What needs to be done> Pick out all lines with the word "JsonStateStore" from the records that follow.

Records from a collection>

......

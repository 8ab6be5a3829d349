pub mod http_tests;
pub mod scheduler_tests;

use async_trait::async_trait;
use std::collections::HashMap;
use std::path::Path;
use std::sync::{Arc, Mutex};
use std::time::Duration;

use daily_price_watch::extractor::SignalExtractor;
use daily_price_watch::models::Report;
use daily_price_watch::plugins::NotifierPlugin;
use daily_price_watch::report::ReportBuilder;
use daily_price_watch::scraper::PageFetcher;
use daily_price_watch::state_store::JsonStateStore;
use daily_price_watch::{AppConfig, AppError, ProductManager, Result};

pub const URL_A: &str = "https://nissei.com/py/producto-a";
pub const URL_B: &str = "https://nissei.com/py/producto-b";

pub fn product_page(price: &str, stock: &str) -> String {
    format!(
        r#"<html><body>
            <h1>Producto</h1>
            <span class="price">{price}</span>
            <span class="stock-label">{stock}</span>
        </body></html>"#
    )
}

/// Serves canned pages per URL; a missing URL behaves like a network failure.
#[derive(Clone, Default)]
pub struct MapFetcher {
    pages: Arc<Mutex<HashMap<String, String>>>,
}

impl MapFetcher {
    pub fn set_page(&self, url: &str, markup: String) {
        self.pages.lock().unwrap().insert(url.to_string(), markup);
    }

    pub fn remove_page(&self, url: &str) {
        self.pages.lock().unwrap().remove(url);
    }
}

#[async_trait]
impl PageFetcher for MapFetcher {
    async fn fetch(&self, url: &str) -> Result<String> {
        self.pages
            .lock()
            .unwrap()
            .get(url)
            .cloned()
            .ok_or_else(|| AppError::fetch(url, "connection refused"))
    }
}

/// Keeps every report it is asked to send.
#[derive(Clone, Default)]
pub struct RecordingNotifier {
    sent: Arc<Mutex<Vec<Report>>>,
}

impl RecordingNotifier {
    pub fn reports(&self) -> Vec<Report> {
        self.sent.lock().unwrap().clone()
    }
}

#[async_trait]
impl NotifierPlugin for RecordingNotifier {
    fn name(&self) -> &str {
        "Recording Notifier"
    }

    fn plugin_type(&self) -> &str {
        "recording"
    }

    async fn send(&self, report: &Report) -> Result<()> {
        self.sent.lock().unwrap().push(report.clone());
        Ok(())
    }
}

pub fn create_test_manager(
    products: &[&str],
    fetcher: &MapFetcher,
    state_path: &Path,
    notifier: &RecordingNotifier,
) -> ProductManager {
    let config = AppConfig::default();
    ProductManager::new(
        products.iter().map(|p| p.to_string()).collect(),
        Box::new(fetcher.clone()),
        SignalExtractor::new(&config.scraper).expect("default selectors parse"),
        Box::new(JsonStateStore::new(state_path)),
        ReportBuilder::default(),
        Box::new(notifier.clone()),
        Duration::from_secs(5),
    )
}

......

Answer space>
use daily_price_watch::state_store::JsonStateStore;
        Box::new(JsonStateStore::new(state_path)),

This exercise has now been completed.